Our goal was to achieve 95 percent fault coverage. The purpose of such high fault coverage was to ensure a low defect rate, which is expected and necessary for high-volume, consumer applications. The designers, however, knew that it was impractical and too expensive for their team to generate and use the millions of patterns necessary to verify the chip's functions.

We decided to combine the separate tests for individual cores into one approach that would test the entire chip. Part of the challenge was that some of the chip's cores are latch-based--an approach that reduces the core size but precludes testing using automatic test pattern generation. In addition, nearly one third of the chip consists of embedded RAM and ROM, making it critical that we find all memory faults.

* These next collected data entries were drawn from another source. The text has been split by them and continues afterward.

impl BackendBinding for SurfaceBinding {
    type Signal = SurfaceSignal;

    fn kind(&self) -> BackendKind {
        BackendKind::Surface
    }

    fn state(&self) -> BindingState {
        self.state
    }

    fn attach(&mut self) {
        let Ok(intent) = self.alive() else {
            return;
        };

        if let Some(decoder) = self.decoder.as_mut() {
            decoder.set_listener(Some(self.listener.clone()));
        }
        if let Some(surface) = self.surface.as_mut() {
            surface.set_listener(Some(self.listener.clone()));
            let frame = intent.frame();
            if !frame.is_empty() {
                surface.set_frame(frame);
            }
        }

        self.load();
    }

    fn on_intent(&mut self, event: &PlayerEvent) {
        if self.alive().is_err() {
            return;
        }

        match event {
            PlayerEvent::PathChanged => self.load(),
            PlayerEvent::Buffered => self.buffer(),
            PlayerEvent::FrameChanged { frame } => {
                if let Some(surface) = self.surface.as_mut() {
                    surface.set_frame(*frame);
                }
            }
            other => debug!(event = ?other, "Notification not handled by surface binding"),
        }
    }

    fn on_command(&mut self, command: PlaybackCommand) {
        if self.alive().is_err() {
            return;
        }
        self.apply(command);
    }

    fn on_native(&mut self, signal: SurfaceSignal) {
        let Ok(intent) = self.alive() else {
            return;
        };

        match signal {
            SurfaceSignal::Prepared => self.on_prepared(&intent),
            SurfaceSignal::Completed => self.on_completed(&intent),
            SurfaceSignal::VideoSizeChanged(size) => self.on_video_size(&intent, size),
            SurfaceSignal::SurfaceCreated { valid } => self.on_surface_created(&intent, valid),
            SurfaceSignal::SurfaceChanged { width, height } => {
                debug!(width, height, "Surface changed")
            }
            SurfaceSignal::SurfaceDestroyed => self.on_surface_destroyed(&intent),
        }
    }

    fn dispose(&mut self) {
        if self.state == BindingState::Disposed {
            return;
        }

        if let Some(decoder) = self.decoder.as_mut() {
            decoder.set_listener(None);
        }
        if let Some(surface) = self.surface.as_mut() {
            surface.set_listener(None);
        }

        if let Some(mut decoder) = self.decoder.take() {
            if self.prepared || self.preparing {
                if let Err(err) = decoder.stop() {
                    debug!(error = %err, "Stop during dispose failed");
                }
            }
            decoder.release();
        }
        if let Some(mut surface) = self.surface.take() {
            if self.tracker.has_surface() {
                surface.release_surface();
            }
            surface.detach();
        }

        self.intent = None;
        self.pending = None;
        self.source = None;
        self.preparing = false;
        self.prepared = false;
        self.tracker.clear();
        self.state = BindingState::Disposed;
        debug!("Surface binding disposed");
    }
}
//! UI-affine dispatcher backed by Tokio runtimes.

use bridge_traits::{
    dispatch::{DispatchTask, UiDispatcher},
    error::{BridgeError, Result},
};
use std::thread;
use tokio::runtime::{Builder, Handle, Runtime};
use tokio::sync::oneshot;
use tracing::{debug, warn};

const UI_THREAD_NAME: &str = "mvb-ui";

/// Desktop [`UiDispatcher`].
///
/// The UI-affine context is a dedicated thread driving a current-thread Tokio
/// runtime, so every task spawned on it is polled on that one thread in
/// submission order. Background work goes to a multi-threaded runtime: the
/// ambient one if the dispatcher is created inside a Tokio context, otherwise a
/// runtime owned by the dispatcher.
pub struct TokioUiDispatcher {
    ui: Handle,
    background: Handle,
    ui_thread: Option<thread::JoinHandle<()>>,
    shutdown: Option<oneshot::Sender<()>>,
    owned_background: Option<Runtime>,
}

impl TokioUiDispatcher {
    /// Start a dedicated UI thread.
    pub fn new() -> Result<Self> {
        let ui_runtime = Builder::new_current_thread()
            .enable_all()
            .build()
            .map_err(|e| BridgeError::NotAvailable(format!("UI runtime: {}", e)))?;
        let ui = ui_runtime.handle().clone();

        let (shutdown_tx, shutdown_rx) = oneshot::channel::<()>();
        let ui_thread = thread::Builder::new()
            .name(UI_THREAD_NAME.to_string())
            .spawn(move || {
                // Driving the runtime is what makes spawned UI tasks progress.
                ui_runtime.block_on(async {
                    shutdown_rx.await.ok();
                });
                debug!("UI dispatcher thread exiting");
            })?;

        let (background, owned_background) = match Handle::try_current() {
            Ok(handle) => (handle, None),
            Err(_) => {
                let runtime = Builder::new_multi_thread()
                    .thread_name("mvb-background")
                    .enable_all()
                    .build()
                    .map_err(|e| {
                        BridgeError::NotAvailable(format!("Background runtime: {}", e))
                    })?;
                (runtime.handle().clone(), Some(runtime))
            }
        };

        Ok(Self {
            ui,
            background,
            ui_thread: Some(ui_thread),
            shutdown: Some(shutdown_tx),
            owned_background,
        })
    }

    /// Reuse runtimes the host already drives. `ui` must belong to a runtime
    /// whose tasks are polled on a single thread.
    pub fn with_handles(ui: Handle, background: Handle) -> Self {
        Self {
            ui,
            background,
            ui_thread: None,
            shutdown: None,
            owned_background: None,
        }
    }
}

impl UiDispatcher for TokioUiDispatcher {
    fn spawn_on_ui(&self, task: DispatchTask) {
        self.ui.spawn(task);
    }

    fn spawn_in_background(&self, task: DispatchTask) {
        self.background.spawn(task);
    }
}

impl Drop for TokioUiDispatcher {
    fn drop(&mut self) {
        if let Some(shutdown) = self.shutdown.take() {
            shutdown.send(()).ok();
        }

        if let Some(handle) = self.ui_thread.take() {
            if handle.thread().id() == thread::current().id() {
                warn!("UI dispatcher dropped on its own thread; not joining");
            } else if handle.join().is_err() {
                warn!("UI dispatcher thread panicked");
            }
        }

        if let Some(runtime) = self.owned_background.take() {
            runtime.shutdown_background();
        }
    }
}

impl std::fmt::Debug for TokioUiDispatcher {
    fn fmt(&self, f: &mut std::fmt::Formatter<'_>) -> std::fmt::Result {
        f.debug_struct("TokioUiDispatcher")
            .field("dedicated_ui_thread", &self.ui_thread.is_some())
            .field("owns_background", &self.owned_background.is_some())
            .finish()
    }
}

To test a chip as large and as complex as Los Gatos, such conventional silicon and board test and troubleshooting techniques as wafer probing and in-circuit emulation are inadequate. The chip was therefore designed to include BIST and TAP structures that enable both chip- and board-level testing. Specifically, the test methodology involves BIST for embedded memories, internal scan for on-chip logic, and boundary scan for debugging the silicon as well as testing and debugging board-level products such as an evaluation board.

To make BIST possible, stimulus generators and response analyzers were embedded on the chip, obviating the need to develop and verify test vectors and store them in costly automated testers. Moreover, BIST allows at-speed testing, which is necessary for revealing high-speed failure mechanisms in DSM circuits.

Design for test To minimize chip area overhead, the designers used a top-down approach for adding the required BIST circuitry so that it could be shared by several memories where possible. (In contrast, a bottom-up approach presumes that the memory models will have BIST circuits in place when the memory is compiled. The advantage of this approach is that the BIST circuits are added automatically; the disadvantage is that a high area overhead is incurred if the chip includes several small memories.)

Figure 1. Designed as the foundation for Internet appliances and related consumer products, the 400,000-gate Los Gatos includes a PicoJava embedded processor, several RAM and ROM blocks, a PCI core, and peripheral control logic.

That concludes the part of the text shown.